=== Records shown ===

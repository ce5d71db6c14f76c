//! The styling context: one per element, holding every style/class binding
//! contributed by the template and its directives.
//!
//! Entries are kept in a single vector split into four zones:
//!
//! ```text
//! [ single styles | single classes | multi styles | multi classes ]
//!                                   ^ multi_start
//! ```
//!
//! Single entries are created once when bindings are declared and never move
//! afterwards except to make room for later declarations. Every single entry is
//! linked to a multi entry of the same name and vice versa; map bindings add,
//! reorder and clear multi entries as their keys change.

use std::fmt;
use std::rc::Rc;

use crate::attrs::{static_styling, StaticAttr, StaticStyling};
use crate::config::Config;
use crate::error::{Result, StylingError};
use crate::flags::{EntryFlags, MasterFlags};
use crate::ids::{DirectiveId, ElementId};
use crate::initial::InitialStylingValues;
use crate::offsets::SinglePropOffsets;
use crate::player::{PlayerBuilder, PlayerContext, PlayerHandler, PlayerRef};
use crate::registry::DirectiveRegistry;
use crate::sanitize::StyleSanitizer;
use crate::value::{ClassesValue, StylesValue, Value};

/// One style property or class name tracked by a context.
#[derive(Clone, Debug, Default, PartialEq)]
pub struct Entry {
    pub(crate) flags: EntryFlags,
    pub(crate) prop: String,
    pub(crate) value: Value,
    pub(crate) initial_index: Option<usize>,
    /// Linked entry in the other region (single <-> multi).
    pub(crate) counterpart: Option<usize>,
    pub(crate) directive_index: usize,
    pub(crate) player_builder_index: usize,
}

impl Entry {
    pub fn flags(&self) -> EntryFlags {
        self.flags
    }

    pub fn prop(&self) -> &str {
        &self.prop
    }

    pub fn value(&self) -> &Value {
        &self.value
    }

    pub fn initial_index(&self) -> Option<usize> {
        self.initial_index
    }

    pub fn counterpart(&self) -> Option<usize> {
        self.counterpart
    }

    pub fn directive_index(&self) -> usize {
        self.directive_index
    }

    pub fn player_builder_index(&self) -> usize {
        self.player_builder_index
    }

    pub fn is_class(&self) -> bool {
        self.flags.is_class()
    }

    pub fn is_dirty(&self) -> bool {
        self.flags.is_dirty()
    }
}

pub struct StylingContext {
    pub(crate) master: MasterFlags,
    pub(crate) multi_start: usize,
    pub(crate) directives: DirectiveRegistry,
    pub(crate) initial_styles: InitialStylingValues,
    pub(crate) initial_classes: InitialStylingValues,
    pub(crate) single_prop_offsets: SinglePropOffsets,
    pub(crate) element: Option<ElementId>,
    pub(crate) cached_class_value: ClassesValue,
    pub(crate) cached_style_value: StylesValue,
    pub(crate) player_context: Option<PlayerContext>,
    pub(crate) entries: Vec<Entry>,
    pub(crate) config: Config,
}

impl fmt::Debug for StylingContext {
    fn fmt(&self, f: &mut fmt::Formatter<'_>) -> fmt::Result {
        f.debug_struct("StylingContext")
            .field("master", &self.master)
            .field("multi_start", &self.multi_start)
            .field("directives", &self.directives)
            .field("element", &self.element)
            .field("entries", &self.entries)
            .field("player_context", &self.player_context)
            .finish_non_exhaustive()
    }
}

impl StylingContext {
    /// Empty context with only the template registered.
    pub fn new(config: Config, sanitizer: Option<Rc<dyn StyleSanitizer>>) -> Self {
        Self {
            master: MasterFlags::empty(),
            multi_start: 0,
            directives: DirectiveRegistry::new(sanitizer, config.directive_capacity),
            initial_styles: InitialStylingValues::with_capacity(config.initial_value_capacity),
            initial_classes: InitialStylingValues::with_capacity(config.initial_value_capacity),
            single_prop_offsets: SinglePropOffsets::default(),
            element: None,
            cached_class_value: ClassesValue::Null,
            cached_style_value: StylesValue::Null,
            player_context: None,
            entries: Vec::with_capacity(config.entry_capacity),
            config,
        }
    }

    /// Template context seeded with the element's static classes and styles.
    pub fn from_static_attrs(
        config: Config,
        attrs: &[StaticAttr],
        sanitizer: Option<Rc<dyn StyleSanitizer>>,
    ) -> Self {
        let mut ctx = Self::new(config, sanitizer);
        for item in static_styling(attrs) {
            match item {
                StaticStyling::Class(name) => {
                    ctx.initial_classes.push(name, Value::Bool(true));
                }
                StaticStyling::Style(prop, value) => {
                    ctx.initial_styles.push(prop, Value::text(value));
                }
            }
        }
        ctx
    }

    /// Per-element copy of a template context, bound to `element`.
    ///
    /// The copy is locked against further binding declarations. Players never
    /// carry over: the copy starts without a player context.
    pub fn alloc(&self, element: Option<ElementId>) -> Self {
        Self {
            master: self.master | MasterFlags::BINDING_ALLOCATION_LOCKED,
            multi_start: self.multi_start,
            directives: self.directives.clone(),
            initial_styles: self.initial_styles.clone(),
            initial_classes: self.initial_classes.clone(),
            single_prop_offsets: self.single_prop_offsets.clone(),
            element,
            cached_class_value: self.cached_class_value.clone(),
            cached_style_value: self.cached_style_value.clone(),
            player_context: None,
            entries: self.entries.clone(),
            config: self.config.clone(),
        }
    }

    /// Registers `directive` and merges its static attributes (e.g. host
    /// attributes) into the initial tables. Existing non-empty initial values win.
    ///
    /// Registering here fixes the directive's priority ahead of any directive
    /// that declares bindings later. A directive that is already registered is
    /// skipped, so patching twice has no effect.
    pub fn patch_static_attrs(&mut self, attrs: &[StaticAttr], directive: Option<DirectiveId>) {
        if self.directives.register(directive).is_none() {
            log::debug!("static attrs for {directive:?} already patched");
            return;
        }
        for item in static_styling(attrs) {
            match item {
                StaticStyling::Class(name) => self.initial_classes.patch(name, Value::Bool(true)),
                StaticStyling::Style(prop, value) => {
                    self.initial_styles.patch(prop, Value::text(value))
                }
            }
        }
    }

    // ----- accessors -----

    pub fn entries(&self) -> &[Entry] {
        &self.entries
    }

    pub fn entry(&self, index: usize) -> Result<&Entry> {
        self.entries.get(index).ok_or(StylingError::IndexOutOfRange {
            index,
            len: self.entries.len(),
        })
    }

    pub fn multi_start(&self) -> usize {
        self.multi_start
    }

    pub fn master_flags(&self) -> MasterFlags {
        self.master
    }

    pub fn element(&self) -> Option<ElementId> {
        self.element
    }

    pub fn directives(&self) -> &DirectiveRegistry {
        &self.directives
    }

    pub fn initial_styles(&self) -> &InitialStylingValues {
        &self.initial_styles
    }

    pub fn initial_classes(&self) -> &InitialStylingValues {
        &self.initial_classes
    }

    pub fn single_prop_offsets(&self) -> &SinglePropOffsets {
        &self.single_prop_offsets
    }

    pub fn config(&self) -> &Config {
        &self.config
    }

    pub fn is_context_dirty(&self) -> bool {
        self.master.contains(MasterFlags::DIRTY)
    }

    pub fn is_directive_dirty(&self, directive: Option<DirectiveId>) -> Result<bool> {
        let index = self.directive_index(directive)?;
        Ok(self.directives.is_dirty(index))
    }

    pub fn is_binding_allocation_locked(&self) -> bool {
        self.master.contains(MasterFlags::BINDING_ALLOCATION_LOCKED)
    }

    /// Stops further binding declarations. [`StylingContext::alloc`] does this
    /// for every per-element copy.
    pub fn lock_binding_allocation(&mut self) {
        self.master.insert(MasterFlags::BINDING_ALLOCATION_LOCKED);
    }

    pub fn limit_to_single_classes(&self) -> bool {
        self.master
            .contains(MasterFlags::ONLY_PROCESS_SINGLE_CLASSES)
    }

    /// Whether the context holds any binding or static styling at all.
    pub fn has_styling(&self) -> bool {
        !self.entries.is_empty() || !self.initial_styles.is_empty() || !self.initial_classes.is_empty()
    }

    /// Current value of single binding `offset` declared by `directive`.
    pub fn single_value(
        &self,
        offset: usize,
        is_class: bool,
        directive: Option<DirectiveId>,
    ) -> Result<&Value> {
        let directive_index = self.directive_index(directive)?;
        let index = self.resolve_single_prop_index(directive_index, offset, is_class)?;
        Ok(&self.entries[index].value)
    }

    /// Current value of a multi entry by name.
    pub fn multi_value(&self, prop: &str, is_class: bool) -> Option<&Value> {
        self.entries[self.multi_start..]
            .iter()
            .find(|e| e.prop == prop && e.is_class() == is_class)
            .map(|e| &e.value)
    }

    /// Class attribute value derived from the initial classes, cached on first use.
    pub fn initial_class_name_value(&mut self) -> &str {
        if !matches!(self.cached_class_value, ClassesValue::Names(_)) {
            let names = self
                .initial_classes
                .iter()
                .filter(|(_, v)| v.is_truthy())
                .map(|(name, _)| name)
                .collect::<Vec<_>>()
                .join(" ");
            self.cached_class_value = ClassesValue::Names(names);
        }
        match &self.cached_class_value {
            ClassesValue::Names(s) => s,
            _ => "",
        }
    }

    /// Checks that every single entry and its multi counterpart point at each other.
    pub fn verify_links(&self) -> Result<()> {
        for (index, entry) in self.entries.iter().enumerate() {
            let Some(other) = entry.counterpart else {
                if index < self.multi_start {
                    return Err(StylingError::BrokenLink { index });
                }
                continue;
            };
            let back = self.entries.get(other).and_then(|e| e.counterpart);
            let same_side = (index < self.multi_start) == (other < self.multi_start);
            if back != Some(index) || same_side || self.entries[other].prop != entry.prop {
                return Err(StylingError::BrokenLink { index });
            }
        }
        Ok(())
    }

    // ----- players -----

    pub(crate) fn player_context_mut(&mut self) -> &mut PlayerContext {
        let capacity = self.config.player_slot_capacity;
        self.player_context
            .get_or_insert_with(|| PlayerContext::new(capacity))
    }

    /// Adds a free-standing player to the element and queues it.
    pub fn add_player(&mut self, handler: &mut dyn PlayerHandler, player: PlayerRef) -> bool {
        let element = self.element;
        self.player_context_mut()
            .add_player(handler, element, Some(player), None)
    }

    /// Live players attached to the element.
    pub fn players(&self) -> Vec<PlayerRef> {
        self.player_context
            .as_ref()
            .map(PlayerContext::players)
            .unwrap_or_default()
    }

    pub(crate) fn has_player_builder_changed(&self, has_builder: bool, slot: usize) -> bool {
        if has_builder {
            return true;
        }
        self.player_context
            .as_ref()
            .is_some_and(|pc| pc.has_builder(slot))
    }

    pub(crate) fn set_player_builder(
        &mut self,
        builder: Option<Box<dyn PlayerBuilder>>,
        slot: usize,
    ) -> usize {
        self.player_context_mut().set_builder(builder, slot)
    }

    // ----- internal helpers -----

    pub(crate) fn directive_index(&self, directive: Option<DirectiveId>) -> Result<usize> {
        self.directives
            .index_of(directive)
            .ok_or(StylingError::UnregisteredDirective { directive })
    }

    pub(crate) fn resolve_single_prop_index(
        &self,
        directive_index: usize,
        offset: usize,
        is_class: bool,
    ) -> Result<usize> {
        let block = self
            .directives
            .get(directive_index)
            .and_then(|r| r.single_prop_block)
            .ok_or(StylingError::BindingsNotDeclared { directive_index })?;
        self.single_prop_offsets
            .single_prop_index(block, offset, is_class)
            .ok_or(StylingError::IndexOutOfRange {
                index: offset,
                len: self.single_prop_offsets.block_len(block, is_class),
            })
    }

    pub(crate) fn set_context_dirty(&mut self, dirty: bool) {
        self.master.set(MasterFlags::DIRTY, dirty);
    }

    pub(crate) fn set_player_builders_dirty(&mut self) {
        self.master.insert(MasterFlags::PLAYER_BUILDERS_DIRTY);
    }

    pub(crate) fn set_entry_dirty(&mut self, index: usize, dirty: bool) {
        debug_assert!(index < self.entries.len());
        self.entries[index].flags.set(EntryFlags::DIRTY, dirty);
    }

    pub(crate) fn set_owner(&mut self, index: usize, player_builder_index: usize, directive_index: usize) {
        let entry = &mut self.entries[index];
        entry.player_builder_index = player_builder_index;
        entry.directive_index = directive_index;
    }

    pub(crate) fn initial_value(&self, entry: &Entry) -> &Value {
        if entry.is_class() {
            self.initial_classes.value_at(entry.initial_index)
        } else {
            self.initial_styles.value_at(entry.initial_index)
        }
    }

    /// Flags and initial-table row for a newly tracked name.
    pub(crate) fn prepare_initial_flags(
        &self,
        prop: &str,
        is_class: bool,
        sanitizer: Option<&dyn StyleSanitizer>,
    ) -> (EntryFlags, Option<usize>) {
        let mut flags = EntryFlags::empty();
        let initial_index = if is_class {
            flags.insert(EntryFlags::CLASS);
            self.initial_classes.index_of(prop)
        } else {
            if sanitizer.is_some_and(|s| s.needs_sanitization(prop)) {
                flags.insert(EntryFlags::SANITIZE);
            }
            self.initial_styles.index_of(prop)
        };
        (flags, initial_index)
    }
}

/// Animation bindings (`@trigger`) are not styling and never reach a context.
pub fn is_animation_prop(name: &str) -> bool {
    name.starts_with('@')
}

===

## Exercise aim
The answer must consist of each line from the entries that contains the string "return".

## Finished exercise
            return;
                    return Err(StylingError::BrokenLink { index });
                return Err(StylingError::BrokenLink { index });
            return true;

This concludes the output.